I updated my hardware when Trump started his tariff bullshit, so W11. File Explorer does suck, but there are tweaks to get better performance, such as telling it to ignore file types when opening a folder. Other utilities do a much better job for anything but very basic stuff.
 
This is why I still run windows.
I use Quicken to manage my banking and investments.
I would have thought that would be ripe for easily running in a VM. It might work with WINE, but I think with something as important and time-sensitive as tax returns, I'd personally prefer the less-stress approach of a VM.

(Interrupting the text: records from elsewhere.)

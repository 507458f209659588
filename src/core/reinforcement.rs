//! Debounce state machine for the reward and punishment buttons.
//!
//! Both lines share one machine. An edge registers only from `Idle`; a
//! registered edge of either kind locks out both kinds for the cooldown
//! window. Punishment is checked first on every sample, and reward also
//! requires the punishment line to be inactive at that moment.
//!
//! | phase          | punish edge | reward edge, punish inactive | result                      |
//! |----------------|-------------|------------------------------|-----------------------------|
//! | Idle           | yes         | any                          | Locked(Negative), emit      |
//! | Idle           | no          | yes                          | Locked(Positive), emit      |
//! | Idle           | no          | no                           | Idle                        |
//! | Locked, expired| ...         | ...                          | evaluated as Idle           |
//! | Locked, active | any         | any                          | unchanged, edges discarded  |

use super::Reinforcement;
use std::time::{Duration, Instant};

/// Instantaneous level of both lines, already mapped to "pressed".
#[derive(Debug, Clone, Copy, PartialEq, Eq, Default)]
pub struct LineSample {
    pub reward_active: bool,
    pub punish_active: bool,
}

impl LineSample {
    pub fn new(reward_active: bool, punish_active: bool) -> Self {
        Self { reward_active, punish_active }
    }
}

#[derive(Debug, Clone, Copy, PartialEq, Eq)]
pub enum Phase {
    Idle,
    CooldownLocked { until: Instant, kind: Reinforcement },
}

/// A registered, debounced button press.
#[derive(Debug, Clone, Copy, PartialEq, Eq)]
pub struct ReinforcementEvent {
    pub kind: Reinforcement,
    pub at: Instant,
}

/// Pure transition function. `now` is compared strictly against the lock
/// deadline, so an edge exactly at `until` is still suppressed.
pub fn transition(
    phase: Phase,
    previous: LineSample,
    current: LineSample,
    now: Instant,
    cooldown: Duration,
) -> (Phase, Option<Reinforcement>) {
    let unlocked = match phase {
        Phase::Idle => true,
        Phase::CooldownLocked { until, .. } => now > until,
    };
    if !unlocked {
        return (phase, None);
    }

    let punish_edge = current.punish_active && !previous.punish_active;
    let reward_edge = current.reward_active && !previous.reward_active && !current.punish_active;

    let kind = if punish_edge {
        Reinforcement::Negative
    } else if reward_edge {
        Reinforcement::Positive
    } else {
        return (Phase::Idle, None);
    };

    (Phase::CooldownLocked { until: now + cooldown, kind }, Some(kind))
}

#[derive(Debug, Clone)]
pub struct ReinforcementMachine {
    phase: Phase,
    previous: LineSample,
    cooldown: Duration,
}

impl ReinforcementMachine {
    pub fn new(initial: LineSample, cooldown: Duration) -> Self {
        Self {
            phase: Phase::Idle,
            previous: initial,
            cooldown,
        }
    }

    /// Feeds one sample. The sample always becomes the new edge reference,
    /// including while locked, so a press held through the cooldown never
    /// fires late.
    pub fn step(&mut self, sample: LineSample, now: Instant) -> Option<ReinforcementEvent> {
        let (phase, fired) = transition(self.phase, self.previous, sample, now, self.cooldown);
        self.phase = phase;
        self.previous = sample;
        fired.map(|kind| ReinforcementEvent { kind, at: now })
    }

    pub fn phase(&self) -> Phase {
        self.phase
    }
}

I'm not trying to convince you / expecting to change your setup now, I'm just saying that part of it sounds trivially doable.
 
I would have thought that would be ripe for easily running in a VM. It might work with WINE, but I think with something as important and time-sensitive as tax returns, I'd personally prefer the less-stress approach of a VM.

I'm not trying to convince you / expecting to change your setup now, I'm just saying that part of it sounds trivially doable.
In a different forum several posters tried the WINE route, but there were too many issues.

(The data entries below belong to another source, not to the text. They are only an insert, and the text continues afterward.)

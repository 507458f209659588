use async_trait::async_trait;
use colored::*;
use std::path::PathBuf;
use std::process::Stdio;
use std::time::Duration;
use tokio::process::Command;

/// Reference returned when no frame could be captured.
pub const NO_IMAGE: &str = "no_image";

const CAPTURE_TIMEOUT: Duration = Duration::from_secs(3);

#[async_trait]
pub trait VisionCapture: Send + Sync {
    /// Grabs one frame and returns a reference to it, or [`NO_IMAGE`].
    async fn capture(&self) -> String;
}

/// Still frames through `libcamera-still`, falling back to `ffmpeg` on a
/// V4L2 device.
pub struct CameraCapture {
    pub dir: PathBuf,
    pub width: u32,
    pub height: u32,
    pub device: String,
}

impl CameraCapture {
    pub fn from_config(config: &crate::core::state::BobertConfig) -> Self {
        Self {
            dir: config.data_dir.clone(),
            width: config.camera_width,
            height: config.camera_height,
            device: config.camera_device.clone(),
        }
    }

    fn libcamera(&self, path: &str) -> Command {
        let mut cmd = Command::new("libcamera-still");
        cmd.args(["-n", "-o", path])
            .arg("--width")
            .arg(self.width.to_string())
            .arg("--height")
            .arg(self.height.to_string())
            .args(["--timeout", "1"]);
        cmd
    }

    fn ffmpeg(&self, path: &str) -> Command {
        let mut cmd = Command::new("ffmpeg");
        cmd.args(["-y", "-loglevel", "error", "-f", "v4l2"])
            .arg("-video_size")
            .arg(format!("{}x{}", self.width, self.height))
            .args(["-i", self.device.as_str()])
            .args(["-frames:v", "1", path]);
        cmd
    }
}

async fn run_quiet(mut cmd: Command) -> bool {
    cmd.stdout(Stdio::null()).stderr(Stdio::null()).kill_on_drop(true);
    matches!(
        tokio::time::timeout(CAPTURE_TIMEOUT, cmd.status()).await,
        Ok(Ok(status)) if status.success()
    )
}

#[async_trait]
impl VisionCapture for CameraCapture {
    async fn capture(&self) -> String {
        let name = format!("cam_{}.jpg", &uuid::Uuid::new_v4().simple().to_string()[..8]);
        let full_path = self.dir.join(&name);
        let path = full_path.to_string_lossy().to_string();

        if run_quiet(self.libcamera(&path)).await || run_quiet(self.ffmpeg(&path)).await {
            if full_path.exists() {
                return name;
            }
        }
        eprintln!("{} Failed to capture vision (libcamera-still and ffmpeg)", "⚠️".yellow());
        NO_IMAGE.to_string()
    }
}
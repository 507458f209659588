use super::Move;
use crate::memory::MovementMemoryEntry;

/// Cumulative reward per move, in declared order. Moves never taken score 0.
pub fn score_moves(memory: &[MovementMemoryEntry]) -> [(Move, i64); 3] {
    let mut scores = Move::ALL.map(|m| (m, 0i64));
    for entry in memory {
        if let Some(slot) = scores.iter_mut().find(|(m, _)| *m == entry.movement) {
            slot.1 += entry.reward;
        }
    }
    scores
}

/// Highest-scoring move; the first in declared order wins a tie.
pub fn select_move(memory: &[MovementMemoryEntry]) -> Move {
    let mut best = (Move::ALL[0], i64::MIN);
    for (m, score) in score_moves(memory) {
        if score > best.1 {
            best = (m, score);
        }
    }
    best.0
}

#[cfg(test)]
mod tests {
    use super::*;

    fn entry(m: Move, reward: i64) -> MovementMemoryEntry {
        MovementMemoryEntry { vision_ref: "cam.jpg".into(), movement: m, reward }
    }

    #[test]
    fn test_sums_per_move() {
        let memory = vec![entry(Move::Left, 3), entry(Move::Right, 1), entry(Move::Left, 2)];
        assert_eq!(
            score_moves(&memory),
            [(Move::Left, 5), (Move::Right, 1), (Move::Forward, 0)]
        );
        assert_eq!(select_move(&memory), Move::Left);
    }

    #[test]
    fn test_empty_memory_picks_first_declared() {
        assert_eq!(select_move(&[]), Move::Left);
    }

    #[test]
    fn test_ties_resolve_in_declared_order() {
        let memory = vec![entry(Move::Forward, 2), entry(Move::Right, 2)];
        assert_eq!(select_move(&memory), Move::Right);
    }

    #[test]
    fn test_unobserved_move_beats_negative_history() {
        let memory = vec![entry(Move::Left, -1), entry(Move::Right, -4)];
        assert_eq!(select_move(&memory), Move::Forward);
    }
}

Literally 99%+ of what I do is not using Windows, but stuff running on Windows. Everyone seems so hung up on start menus and the interface. I simply don't use them. If I want to launch Quicken: windows key > Q > enter, and it launches. It doesn't get any easier than windows key > first letter, sometimes 2 of app > enter.
 
In a different forum several posters tried the WINE route, but there were too many issues.

Literally 99%+ of what I do is not using Windows, but stuff running on Windows. Everyone seems so hung up on start menus and the interface. I simply don't use them. If I want to launch Quicken: windows key > Q > enter, and it launches. It doesn't get any easier than windows key > first letter, sometimes 2 of app > enter.

WINE: Yeah, I expected that from personal experience 🙂

I discovered that tactic with NT4, I used to have a 'Quickapps' menu in the 'Start Menu' folder, so I could do winkey > Q > F to start Firefox, and I used to log in immediately after bootup, do winkey > q > f, winkey > q > whatever and winkey > q > whatever, three program launch requests queued up for whenever the system got around to starting them, then they would all pop up 🙂 I think MS broke that behaviour in Win2k or XP. It made me sad.

I agree with you to some extent: I think if all that had happened to Windows since 7 was just Start menu changes or a new look to File Explorer etc then I'd still be on Windows. It's the shift to "you are the product and/or someone to be sold to" that made me migrate. Stuff like Win11 telling me every single day that my Windows Security Centre config is wrong because I don't have auto cloud submission enabled. I'm sure there are workarounds, but I'm just freaking tired of Microsoft continually prodding me saying, "you're doing it wrong", plus the other stuff. I have no problem installing a third party start menu like Open Shell as I have done on my laptop, for example. If Windows kept itself to itself like it used to, that would be fine with me.
 
But now they seem to be remembering that "optimization" is a thing, so...

Shut up, okay? Just shut up! 😡
Should have learn on old tech how to optimize code. They have seemed unconcerned about writing tight code for a long time. Bu, but It causes real problems for maintenance...blah, blah blah.